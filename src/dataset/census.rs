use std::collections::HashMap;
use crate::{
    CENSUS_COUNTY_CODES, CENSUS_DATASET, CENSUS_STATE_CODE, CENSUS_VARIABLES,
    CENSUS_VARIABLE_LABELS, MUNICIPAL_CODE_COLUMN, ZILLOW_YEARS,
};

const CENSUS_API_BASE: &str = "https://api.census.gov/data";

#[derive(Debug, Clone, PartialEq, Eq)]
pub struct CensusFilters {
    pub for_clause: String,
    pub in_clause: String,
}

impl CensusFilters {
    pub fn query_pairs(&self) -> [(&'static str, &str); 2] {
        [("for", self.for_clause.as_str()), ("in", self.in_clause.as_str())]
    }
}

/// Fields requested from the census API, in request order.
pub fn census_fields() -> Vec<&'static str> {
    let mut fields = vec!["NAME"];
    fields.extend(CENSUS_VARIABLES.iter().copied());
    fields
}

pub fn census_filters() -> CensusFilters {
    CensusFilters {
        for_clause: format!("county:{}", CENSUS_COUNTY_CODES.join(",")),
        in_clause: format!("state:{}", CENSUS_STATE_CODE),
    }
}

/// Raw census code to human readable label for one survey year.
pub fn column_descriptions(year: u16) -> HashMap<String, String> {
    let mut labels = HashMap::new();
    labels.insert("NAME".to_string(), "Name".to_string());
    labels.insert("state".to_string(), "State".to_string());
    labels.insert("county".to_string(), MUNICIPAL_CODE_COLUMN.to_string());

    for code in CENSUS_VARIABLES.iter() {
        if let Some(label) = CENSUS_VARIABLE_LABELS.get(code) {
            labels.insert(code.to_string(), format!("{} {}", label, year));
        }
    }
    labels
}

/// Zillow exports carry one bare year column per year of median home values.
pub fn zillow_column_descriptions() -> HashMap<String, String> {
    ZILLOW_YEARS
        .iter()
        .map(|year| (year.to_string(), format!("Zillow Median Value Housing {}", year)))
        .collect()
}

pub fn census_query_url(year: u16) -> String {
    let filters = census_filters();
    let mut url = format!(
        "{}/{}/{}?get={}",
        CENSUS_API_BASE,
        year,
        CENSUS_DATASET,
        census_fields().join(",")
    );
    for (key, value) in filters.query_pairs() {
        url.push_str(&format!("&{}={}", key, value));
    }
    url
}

◇ ◇ ◇ ◇

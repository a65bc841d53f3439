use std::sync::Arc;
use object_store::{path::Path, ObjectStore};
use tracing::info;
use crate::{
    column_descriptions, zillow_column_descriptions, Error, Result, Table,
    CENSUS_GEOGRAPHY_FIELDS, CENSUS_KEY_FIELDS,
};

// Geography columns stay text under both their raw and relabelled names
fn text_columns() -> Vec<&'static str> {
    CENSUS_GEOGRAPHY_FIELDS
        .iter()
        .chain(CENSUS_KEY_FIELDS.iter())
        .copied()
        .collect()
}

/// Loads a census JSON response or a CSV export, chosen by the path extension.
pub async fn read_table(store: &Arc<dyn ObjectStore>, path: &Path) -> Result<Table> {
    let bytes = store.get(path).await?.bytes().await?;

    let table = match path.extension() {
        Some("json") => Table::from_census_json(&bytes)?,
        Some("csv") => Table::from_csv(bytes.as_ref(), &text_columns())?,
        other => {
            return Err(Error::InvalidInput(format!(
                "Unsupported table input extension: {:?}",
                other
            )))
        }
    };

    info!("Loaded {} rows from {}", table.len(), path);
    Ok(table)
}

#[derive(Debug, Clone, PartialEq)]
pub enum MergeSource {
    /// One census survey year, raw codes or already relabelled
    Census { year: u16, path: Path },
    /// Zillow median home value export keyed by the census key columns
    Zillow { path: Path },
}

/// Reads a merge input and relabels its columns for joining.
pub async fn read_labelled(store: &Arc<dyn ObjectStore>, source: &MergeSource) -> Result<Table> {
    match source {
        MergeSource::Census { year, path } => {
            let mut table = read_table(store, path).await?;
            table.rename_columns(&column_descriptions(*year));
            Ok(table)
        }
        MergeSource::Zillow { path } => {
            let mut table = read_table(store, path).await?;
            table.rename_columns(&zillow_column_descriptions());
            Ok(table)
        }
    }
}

◇ ◇ ◇ ◇

Goal of the exercise:
Among the lines of the data, find every one that holds "CensusFilters" and copy it.

Solution to the problem:
pub struct CensusFilters {
impl CensusFilters {
pub fn census_filters() -> CensusFilters {
    CensusFilters {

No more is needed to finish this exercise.